▶ _TO DO_: In the data that follows, count the lines in which the word "pending" occurs, and report that figure alone.

▶ _INPUT_:
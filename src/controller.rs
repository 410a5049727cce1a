//! View controller.
//!
//! Owns one [`AppState`], turns [`Action`]s into state transitions and
//! re-renders after each change. A render is recorded by bumping the state's
//! revision; the markup itself is produced on demand by
//! [`templates::render_app`], which is a pure function of the state.

use std::sync::Arc;
use std::time::Duration;

use tokio::sync::{watch, RwLock};
use tracing::debug;

use crate::models::{Action, AppState, ProcessingStatus, Tab};
use crate::server::templates;
use crate::services::{ProcessingTasks, TaskKind, TaskToken};

/// Timing and scheduling behaviour of a controller.
#[derive(Debug, Clone)]
pub struct ControllerConfig {
    /// Delay before received files are marked processed.
    pub upload_delay: Duration,
    /// Delay before a requested quiz is marked ready.
    pub quiz_delay: Duration,
    /// Cancel pending processing when a new one is triggered.
    pub coalesce_tasks: bool,
}

impl Default for ControllerConfig {
    fn default() -> Self {
        Self {
            upload_delay: Duration::from_millis(2000),
            quiz_delay: Duration::from_millis(1500),
            coalesce_tasks: false,
        }
    }
}

/// Result of dispatching an action.
#[derive(Debug, Clone, Copy, PartialEq, Eq)]
pub enum Dispatch {
    /// State changed and the view re-rendered at this revision.
    Rendered { revision: u64 },
    /// Nothing changed; no render happened.
    Unchanged,
}

impl Dispatch {
    pub fn rendered(&self) -> bool {
        matches!(self, Dispatch::Rendered { .. })
    }
}

struct Shared {
    state: RwLock<AppState>,
    revisions: watch::Sender<u64>,
}

impl Shared {
    /// Record a render of the current state.
    fn commit(&self, state: &mut AppState) -> u64 {
        state.revision += 1;
        self.revisions.send_replace(state.revision);
        state.revision
    }

    async fn complete(&self, kind: TaskKind) {
        let mut state = self.state.write().await;
        state.processing_status = ProcessingStatus::Complete;
        let revision = self.commit(&mut state);
        debug!("{} complete, revision {}", kind, revision);
    }
}

/// Controller for one page instance.
pub struct ViewController {
    shared: Arc<Shared>,
    tasks: ProcessingTasks,
    config: ControllerConfig,
}

impl ViewController {
    pub fn new() -> Self {
        Self::with_config(ControllerConfig::default())
    }

    pub fn with_config(config: ControllerConfig) -> Self {
        Self::with_state(AppState::new(), config)
    }

    /// Start from an explicit state, e.g. for rendering snapshots.
    pub fn with_state(state: AppState, config: ControllerConfig) -> Self {
        let (revisions, _) = watch::channel(state.revision);
        Self {
            shared: Arc::new(Shared {
                state: RwLock::new(state),
                revisions,
            }),
            tasks: ProcessingTasks::with_coalescing(config.coalesce_tasks),
            config,
        }
    }

    pub fn config(&self) -> &ControllerConfig {
        &self.config
    }

    pub fn tasks(&self) -> &ProcessingTasks {
        &self.tasks
    }

    /// Apply an action.
    pub async fn dispatch(&self, action: Action) -> Dispatch {
        debug!("Dispatching {}", action.binding());
        match action {
            Action::SelectTab { tab } => self.select_tab(tab).await,
            Action::ReceiveFiles { files } => self.receive_files(files).await.0,
            Action::GenerateQuiz => self.generate_quiz().await.0,
            Action::SelectFile { name } => self.select_file(&name).await,
        }
    }

    pub async fn select_tab(&self, tab: Tab) -> Dispatch {
        let mut state = self.shared.state.write().await;
        state.current_tab = tab;
        let revision = self.shared.commit(&mut state);
        debug!("Switched to {} tab", tab);
        Dispatch::Rendered { revision }
    }

    /// Append selected file names and start the simulated processing.
    ///
    /// An empty selection (the picker was cancelled) changes nothing.
    pub async fn receive_files(&self, files: Vec<String>) -> (Dispatch, Option<TaskToken>) {
        if files.is_empty() {
            debug!("Empty file selection ignored");
            return (Dispatch::Unchanged, None);
        }

        let revision = {
            let mut state = self.shared.state.write().await;
            debug!("Received {} file(s)", files.len());
            state.uploaded_files.extend(files);
            state.processing_status = ProcessingStatus::Processing;
            self.shared.commit(&mut state)
        };

        let token = self.start_processing(TaskKind::FileProcessing, self.config.upload_delay);
        (Dispatch::Rendered { revision }, Some(token))
    }

    /// Start the simulated quiz generation. A no-op while no files exist.
    pub async fn generate_quiz(&self) -> (Dispatch, Option<TaskToken>) {
        let revision = {
            let mut state = self.shared.state.write().await;
            if !state.has_files() {
                debug!("Quiz generation ignored: no files uploaded");
                return (Dispatch::Unchanged, None);
            }
            state.processing_status = ProcessingStatus::Processing;
            self.shared.commit(&mut state)
        };

        let token = self.start_processing(TaskKind::QuizGeneration, self.config.quiz_delay);
        (Dispatch::Rendered { revision }, Some(token))
    }

    /// Highlight a listed file. Names not in the list are ignored.
    pub async fn select_file(&self, name: &str) -> Dispatch {
        let mut state = self.shared.state.write().await;
        if !state.uploaded_files.iter().any(|f| f == name) {
            debug!("Ignoring selection of unknown file {:?}", name);
            return Dispatch::Unchanged;
        }
        state.selected_file = Some(name.to_string());
        Dispatch::Rendered {
            revision: self.shared.commit(&mut state),
        }
    }

    fn start_processing(&self, kind: TaskKind, delay: Duration) -> TaskToken {
        let shared = Arc::clone(&self.shared);
        self.tasks
            .schedule(kind, delay, async move { shared.complete(kind).await })
    }

    /// Clone of the current state.
    pub async fn snapshot(&self) -> AppState {
        self.shared.state.read().await.clone()
    }

    pub fn revision(&self) -> u64 {
        *self.shared.revisions.borrow()
    }

    /// Markup for the current state.
    pub async fn render(&self) -> String {
        let state = self.shared.state.read().await;
        templates::render_app(&state)
    }

    /// Render together with the revision it reflects.
    pub async fn render_with_revision(&self) -> (u64, String) {
        let state = self.shared.state.read().await;
        (state.revision, templates::render_app(&state))
    }

    /// Wait until the revision moves past `after`, returning the new one.
    pub async fn wait_for_revision(&self, after: u64) -> u64 {
        let mut rx = self.shared.revisions.subscribe();
        let revision = match rx.wait_for(|revision| *revision > after).await {
            Ok(revision) => *revision,
            // The sender lives as long as `self`.
            Err(_) => self.revision(),
        };
        revision
    }

    /// Wait for all pending processing to finish.
    pub async fn settle(&self) -> usize {
        self.tasks.join_all().await
    }
}

impl Default for ViewController {
    fn default() -> Self {
        Self::new()
    }
}

#[cfg(test)]
mod tests {
    use super::*;

    fn names(files: &[&str]) -> Vec<String> {
        files.iter().map(|f| f.to_string()).collect()
    }

    #[tokio::test]
    async fn test_select_tab_rerenders() {
        let controller = ViewController::new();
        let outcome = controller.select_tab(Tab::Analytics).await;
        assert_eq!(outcome, Dispatch::Rendered { revision: 1 });
        assert_eq!(controller.snapshot().await.current_tab, Tab::Analytics);

        // Re-selecting the active tab still renders, like a click would.
        assert!(controller.select_tab(Tab::Analytics).await.rendered());
        assert_eq!(controller.revision(), 2);
    }

    #[tokio::test(start_paused = true)]
    async fn test_receive_files_appends_in_order() {
        let controller = ViewController::new();
        controller.receive_files(names(&["a.pdf", "b.txt"])).await;
        controller.receive_files(names(&["c.docx", "a.pdf"])).await;

        let state = controller.snapshot().await;
        assert_eq!(
            state.uploaded_files,
            names(&["a.pdf", "b.txt", "c.docx", "a.pdf"])
        );
        assert_eq!(state.processing_status, ProcessingStatus::Processing);
    }

    #[tokio::test(start_paused = true)]
    async fn test_empty_selection_is_ignored() {
        let controller = ViewController::new();
        let before = controller.snapshot().await;

        let (outcome, token) = controller.receive_files(Vec::new()).await;
        assert_eq!(outcome, Dispatch::Unchanged);
        assert!(token.is_none());
        assert_eq!(controller.snapshot().await, before);
        assert!(controller.tasks().pending().is_empty());
    }

    #[tokio::test(start_paused = true)]
    async fn test_generate_quiz_requires_files() {
        let controller = ViewController::new();
        let (outcome, token) = controller.generate_quiz().await;
        assert_eq!(outcome, Dispatch::Unchanged);
        assert!(token.is_none());
        assert_eq!(controller.revision(), 0);
    }

    #[tokio::test(start_paused = true)]
    async fn test_processing_completes_after_upload_delay() {
        let controller = ViewController::new();
        let (_, token) = controller.receive_files(names(&["notes.pdf"])).await;
        let token = token.unwrap();

        tokio::time::advance(Duration::from_millis(1999)).await;
        tokio::task::yield_now().await;
        assert_eq!(
            controller.snapshot().await.processing_status,
            ProcessingStatus::Processing
        );

        assert!(controller.tasks().join(token).await);
        let state = controller.snapshot().await;
        assert_eq!(state.processing_status, ProcessingStatus::Complete);
        assert_eq!(state.revision, 2);
    }

    #[tokio::test(start_paused = true)]
    async fn test_select_file_goes_through_render() {
        let controller = ViewController::new();
        controller.receive_files(names(&["a.pdf", "b.txt"])).await;

        let outcome = controller.select_file("b.txt").await;
        assert!(outcome.rendered());
        assert_eq!(
            controller.snapshot().await.selected_file.as_deref(),
            Some("b.txt")
        );

        assert_eq!(controller.select_file("zzz.pdf").await, Dispatch::Unchanged);
        assert_eq!(
            controller.snapshot().await.selected_file.as_deref(),
            Some("b.txt")
        );
    }

    #[tokio::test(start_paused = true)]
    async fn test_wait_for_revision_sees_timer_render() {
        let controller = ViewController::new();
        let (outcome, _) = controller.receive_files(names(&["a.pdf"])).await;
        let Dispatch::Rendered { revision } = outcome else {
            panic!("expected a render");
        };

        let next = controller.wait_for_revision(revision).await;
        assert_eq!(next, revision + 1);
        assert_eq!(
            controller.snapshot().await.processing_status,
            ProcessingStatus::Complete
        );
    }
}
//! Core state types for the learning platform view.
//!
//! Everything here is process-lifetime only. A page load builds a fresh
//! [`AppState`] and nothing is ever written to disk.

use std::fmt;
use std::str::FromStr;

use serde::{Deserialize, Serialize};

use crate::error::AppError;

/// Top-level content panel.
#[derive(Debug, Clone, Copy, Default, PartialEq, Eq, Hash, Serialize, Deserialize)]
#[serde(rename_all = "lowercase")]
pub enum Tab {
    #[default]
    Upload,
    Assessment,
    Analytics,
    Recommendations,
}

impl Tab {
    /// All tabs in display order.
    pub const ALL: [Tab; 4] = [
        Tab::Upload,
        Tab::Assessment,
        Tab::Analytics,
        Tab::Recommendations,
    ];

    /// Key used in `data-tab` attributes.
    pub fn as_str(&self) -> &'static str {
        match self {
            Tab::Upload => "upload",
            Tab::Assessment => "assessment",
            Tab::Analytics => "analytics",
            Tab::Recommendations => "recommendations",
        }
    }

    /// Label shown on the tab button.
    pub fn label(&self) -> &'static str {
        match self {
            Tab::Upload => "Document Processing",
            Tab::Assessment => "Assessment Generation",
            Tab::Analytics => "Progress Analytics",
            Tab::Recommendations => "AI Recommendations",
        }
    }
}

impl fmt::Display for Tab {
    fn fmt(&self, f: &mut fmt::Formatter<'_>) -> fmt::Result {
        f.write_str(self.as_str())
    }
}

impl FromStr for Tab {
    type Err = AppError;

    fn from_str(s: &str) -> Result<Self, Self::Err> {
        match s {
            "upload" => Ok(Tab::Upload),
            "assessment" => Ok(Tab::Assessment),
            "analytics" => Ok(Tab::Analytics),
            "recommendations" => Ok(Tab::Recommendations),
            other => Err(AppError::UnknownTab(other.to_string())),
        }
    }
}

/// Simulated processing status. There is no error state.
#[derive(Debug, Clone, Copy, Default, PartialEq, Eq, Serialize, Deserialize)]
#[serde(rename_all = "lowercase")]
pub enum ProcessingStatus {
    #[default]
    Idle,
    Processing,
    Complete,
}

impl ProcessingStatus {
    pub fn as_str(&self) -> &'static str {
        match self {
            ProcessingStatus::Idle => "idle",
            ProcessingStatus::Processing => "processing",
            ProcessingStatus::Complete => "complete",
        }
    }
}

impl fmt::Display for ProcessingStatus {
    fn fmt(&self, f: &mut fmt::Formatter<'_>) -> fmt::Result {
        f.write_str(self.as_str())
    }
}

impl FromStr for ProcessingStatus {
    type Err = AppError;

    fn from_str(s: &str) -> Result<Self, Self::Err> {
        match s {
            "idle" => Ok(ProcessingStatus::Idle),
            "processing" => Ok(ProcessingStatus::Processing),
            "complete" => Ok(ProcessingStatus::Complete),
            other => Err(AppError::UnknownStatus(other.to_string())),
        }
    }
}

/// UI state owned by one view controller.
#[derive(Debug, Clone, Default, PartialEq, Eq, Serialize, Deserialize)]
pub struct AppState {
    /// Selected file names, in selection order. Append-only, duplicates kept.
    pub uploaded_files: Vec<String>,
    pub processing_status: ProcessingStatus,
    /// Highlighted file row.
    pub selected_file: Option<String>,
    pub current_tab: Tab,
    /// Bumped once per render-triggering change.
    pub revision: u64,
}

impl AppState {
    pub fn new() -> Self {
        Self::default()
    }

    /// Whether the assessment buttons are enabled.
    pub fn has_files(&self) -> bool {
        !self.uploaded_files.is_empty()
    }

    /// Whether the "assessment ready" panel is shown on the assessment tab.
    pub fn assessment_ready(&self) -> bool {
        self.processing_status == ProcessingStatus::Complete && self.has_files()
    }
}

/// A user interaction, as delivered by the page's delegated listener.
#[derive(Debug, Clone, PartialEq, Eq, Serialize, Deserialize)]
#[serde(tag = "action", rename_all = "kebab-case")]
pub enum Action {
    SelectTab { tab: Tab },
    ReceiveFiles {
        #[serde(default)]
        files: Vec<String>,
    },
    GenerateQuiz,
    SelectFile { name: String },
}

impl Action {
    /// Value of the `data-action` attribute bound to this action.
    pub fn binding(&self) -> &'static str {
        match self {
            Action::SelectTab { .. } => "select-tab",
            Action::ReceiveFiles { .. } => "receive-files",
            Action::GenerateQuiz => "generate-quiz",
            Action::SelectFile { .. } => "select-file",
        }
    }
}
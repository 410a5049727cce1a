//! Configuration management for adaptlearn using the prefer crate.

use std::time::Duration;

use serde::{Deserialize, Serialize};

use crate::controller::ControllerConfig;

/// Default delay before uploaded files are marked processed.
pub const DEFAULT_UPLOAD_DELAY_MS: u64 = 2000;
/// Default delay before a requested quiz is marked ready.
pub const DEFAULT_QUIZ_DELAY_MS: u64 = 1500;

/// Application settings.
#[derive(Debug, Clone)]
pub struct Settings {
    /// Address the page host binds to.
    pub host: String,
    /// Port the page host binds to.
    pub port: u16,
    /// Simulated file processing delay in milliseconds.
    pub upload_delay_ms: u64,
    /// Simulated quiz generation delay in milliseconds.
    pub quiz_delay_ms: u64,
    /// Cancel pending processing when a new one is triggered.
    pub coalesce_tasks: bool,
    /// Maximum live sessions; the oldest are evicted beyond this.
    pub max_sessions: usize,
    /// Long-poll timeout in milliseconds.
    pub poll_timeout_ms: u64,
}

impl Default for Settings {
    fn default() -> Self {
        Self {
            host: "127.0.0.1".to_string(),
            port: 8080,
            upload_delay_ms: DEFAULT_UPLOAD_DELAY_MS,
            quiz_delay_ms: DEFAULT_QUIZ_DELAY_MS,
            coalesce_tasks: false,
            max_sessions: 256,
            poll_timeout_ms: 25_000,
        }
    }
}

impl Settings {
    /// Controller timings derived from these settings.
    pub fn controller_config(&self) -> ControllerConfig {
        ControllerConfig {
            upload_delay: Duration::from_millis(self.upload_delay_ms),
            quiz_delay: Duration::from_millis(self.quiz_delay_ms),
            coalesce_tasks: self.coalesce_tasks,
        }
    }

    pub fn poll_timeout(&self) -> Duration {
        Duration::from_millis(self.poll_timeout_ms)
    }
}

/// Configuration file structure.
#[derive(Debug, Clone, Default, Serialize, Deserialize)]
pub struct Config {
    #[serde(default)]
    pub host: Option<String>,
    #[serde(default)]
    pub port: Option<u16>,
    #[serde(default)]
    pub upload_delay_ms: Option<u64>,
    #[serde(default)]
    pub quiz_delay_ms: Option<u64>,
    #[serde(default)]
    pub coalesce_tasks: Option<bool>,
    #[serde(default)]
    pub max_sessions: Option<usize>,
    #[serde(default)]
    pub poll_timeout_ms: Option<u64>,
}

impl Config {
    /// Load configuration using prefer crate.
    /// Discovers adaptlearn config files in standard locations.
    pub async fn load() -> Self {
        match prefer::load("adaptlearn").await {
            Ok(pref_config) => Config {
                host: pref_config.get("host").ok(),
                port: pref_config.get("port").ok(),
                upload_delay_ms: pref_config.get("upload_delay_ms").ok(),
                quiz_delay_ms: pref_config.get("quiz_delay_ms").ok(),
                coalesce_tasks: pref_config.get("coalesce_tasks").ok(),
                max_sessions: pref_config.get("max_sessions").ok(),
                poll_timeout_ms: pref_config.get("poll_timeout_ms").ok(),
            },
            Err(_) => {
                // No config file found, use defaults
                Self::default()
            }
        }
    }

    /// Apply configuration to settings.
    pub fn apply_to_settings(&self, settings: &mut Settings) {
        if let Some(ref host) = self.host {
            settings.host = host.clone();
        }
        if let Some(port) = self.port {
            settings.port = port;
        }
        if let Some(delay) = self.upload_delay_ms {
            settings.upload_delay_ms = delay;
        }
        if let Some(delay) = self.quiz_delay_ms {
            settings.quiz_delay_ms = delay;
        }
        if let Some(coalesce) = self.coalesce_tasks {
            settings.coalesce_tasks = coalesce;
        }
        if let Some(max) = self.max_sessions {
            // At least the session being served must fit.
            settings.max_sessions = max.max(1);
        }
        if let Some(timeout) = self.poll_timeout_ms {
            settings.poll_timeout_ms = timeout;
        }
    }
}

/// Load settings from configuration.
pub async fn load_settings() -> Settings {
    let config = Config::load().await;
    let mut settings = Settings::default();
    config.apply_to_settings(&mut settings);
    settings
}

#[cfg(test)]
mod tests {
    use super::*;

    #[test]
    fn test_defaults_match_simulated_delays() {
        let config = Settings::default().controller_config();
        assert_eq!(config.upload_delay, Duration::from_millis(2000));
        assert_eq!(config.quiz_delay, Duration::from_millis(1500));
        assert!(!config.coalesce_tasks);
    }

    #[test]
    fn test_apply_overrides_only_set_fields() {
        let config = Config {
            port: Some(9000),
            quiz_delay_ms: Some(10),
            max_sessions: Some(0),
            ..Default::default()
        };
        let mut settings = Settings::default();
        config.apply_to_settings(&mut settings);

        assert_eq!(settings.port, 9000);
        assert_eq!(settings.quiz_delay_ms, 10);
        assert_eq!(settings.max_sessions, 1);
        assert_eq!(settings.host, "127.0.0.1");
        assert_eq!(settings.upload_delay_ms, DEFAULT_UPLOAD_DELAY_MS);
    }

    #[test]
    fn test_config_deserializes_partial_values() {
        let config: Config =
            serde_json::from_str(r#"{"coalesce_tasks": true, "host": "0.0.0.0"}"#).unwrap();
        assert_eq!(config.coalesce_tasks, Some(true));
        assert_eq!(config.host.as_deref(), Some("0.0.0.0"));
        assert!(config.port.is_none());
    }
}
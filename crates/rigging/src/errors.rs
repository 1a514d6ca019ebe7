//! Ошибки контейнера сервисов.
//!
//! Единый error type для всех операций bind/get/resolve. Все варианты —
//! ошибки разводки (wiring), а не переходящие runtime-условия: они
//! прерывают конкретный вызов bind, оставляя прежние привязки нетронутыми,
//! и должны громко валить bootstrap, а не ретраиться.

use thiserror::Error;

/// Основной error type для всех операций контейнера.
///
/// Содержит String-контекст вместо вложенных source-ошибок, чтобы оставаться
/// `Clone` и свободно переходить в `anyhow::Error` на границе приложения.
#[derive(Debug, Error, Clone, PartialEq, Eq)]
pub enum ContainerError {
    /// Ключ уже занят в данном scope; существующая привязка не изменена.
    #[error("binding for {type_name} already exists in scope '{scope}'")]
    DuplicateBinding { type_name: String, scope: String },

    /// `get` по незарегистрированному ключу.
    #[error("service not found: {type_name} (scope '{scope}')")]
    ServiceNotFound { type_name: String, scope: String },

    /// Тип повторно вошёл в стек конструирования.
    #[error("cyclic dependency detected: {}", .chain.join(" -> "))]
    CyclicDependency { chain: Vec<String> },

    /// Ни один из заявленных конструкторов не разрешился полностью.
    #[error("no suitable constructor for {type_name} ({candidates} candidate(s) tried): {cause}")]
    NoSuitableConstructor {
        type_name: String,
        candidates: usize,
        cause: String,
    },

    /// Параметр без привязки, без host-декларации и без конструкторов.
    #[error("unresolved dependency {type_name} required by {dependent}")]
    UnresolvedDependency {
        type_name: String,
        dependent: String,
    },

    /// Host adapter не нашёл существующий объект запрошенного типа.
    #[error("host lookup failed for {type_name}")]
    HostLookupFailed {
        type_name: String,
        search_root: Option<String>,
    },

    /// Ошибка lifecycle-хука (initialize) при конструировании.
    #[error("lifecycle error during {operation} of {type_name}: {message}")]
    Lifecycle {
        type_name: String,
        operation: String,
        message: String,
    },

    /// Защита от неограниченной рекурсии конструирования.
    #[error("construction depth limit {limit} exceeded while resolving {type_name}")]
    DepthExceeded { type_name: String, limit: usize },
}

impl ContainerError {
    pub fn duplicate(type_name: impl Into<String>, scope: impl Into<String>) -> Self {
        ContainerError::DuplicateBinding {
            type_name: type_name.into(),
            scope: scope.into(),
        }
    }

    pub fn not_found(type_name: impl Into<String>, scope: impl Into<String>) -> Self {
        ContainerError::ServiceNotFound {
            type_name: type_name.into(),
            scope: scope.into(),
        }
    }

    pub fn cyclic(chain: Vec<String>) -> Self {
        ContainerError::CyclicDependency { chain }
    }

    pub fn no_constructor(
        type_name: impl Into<String>,
        candidates: usize,
        cause: impl Into<String>,
    ) -> Self {
        ContainerError::NoSuitableConstructor {
            type_name: type_name.into(),
            candidates,
            cause: cause.into(),
        }
    }

    pub fn unresolved(type_name: impl Into<String>, dependent: impl Into<String>) -> Self {
        ContainerError::UnresolvedDependency {
            type_name: type_name.into(),
            dependent: dependent.into(),
        }
    }

    pub fn host_lookup(type_name: impl Into<String>, search_root: Option<&str>) -> Self {
        ContainerError::HostLookupFailed {
            type_name: type_name.into(),
            search_root: search_root.map(|s| s.to_string()),
        }
    }

    pub fn lifecycle(
        type_name: impl Into<String>,
        operation: impl Into<String>,
        message: impl Into<String>,
    ) -> Self {
        ContainerError::Lifecycle {
            type_name: type_name.into(),
            operation: operation.into(),
            message: message.into(),
        }
    }

    /// Категория для логирования и диагностики.
    pub fn category(&self) -> &'static str {
        match self {
            ContainerError::DuplicateBinding { .. } => "duplicate_binding",
            ContainerError::ServiceNotFound { .. } => "not_found",
            ContainerError::CyclicDependency { .. } => "cycle",
            ContainerError::NoSuitableConstructor { .. } => "no_constructor",
            ContainerError::UnresolvedDependency { .. } => "unresolved",
            ContainerError::HostLookupFailed { .. } => "host_lookup",
            ContainerError::Lifecycle { .. } => "lifecycle",
            ContainerError::DepthExceeded { .. } => "depth",
        }
    }

    /// Циклы и превышение глубины прерывают всё разрешение целиком:
    /// перебор следующих кандидатов-конструкторов их не поглощает.
    pub fn aborts_resolution(&self) -> bool {
        matches!(
            self,
            ContainerError::CyclicDependency { .. } | ContainerError::DepthExceeded { .. }
        )
    }
}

▶ _RESPONSE AREA_: 4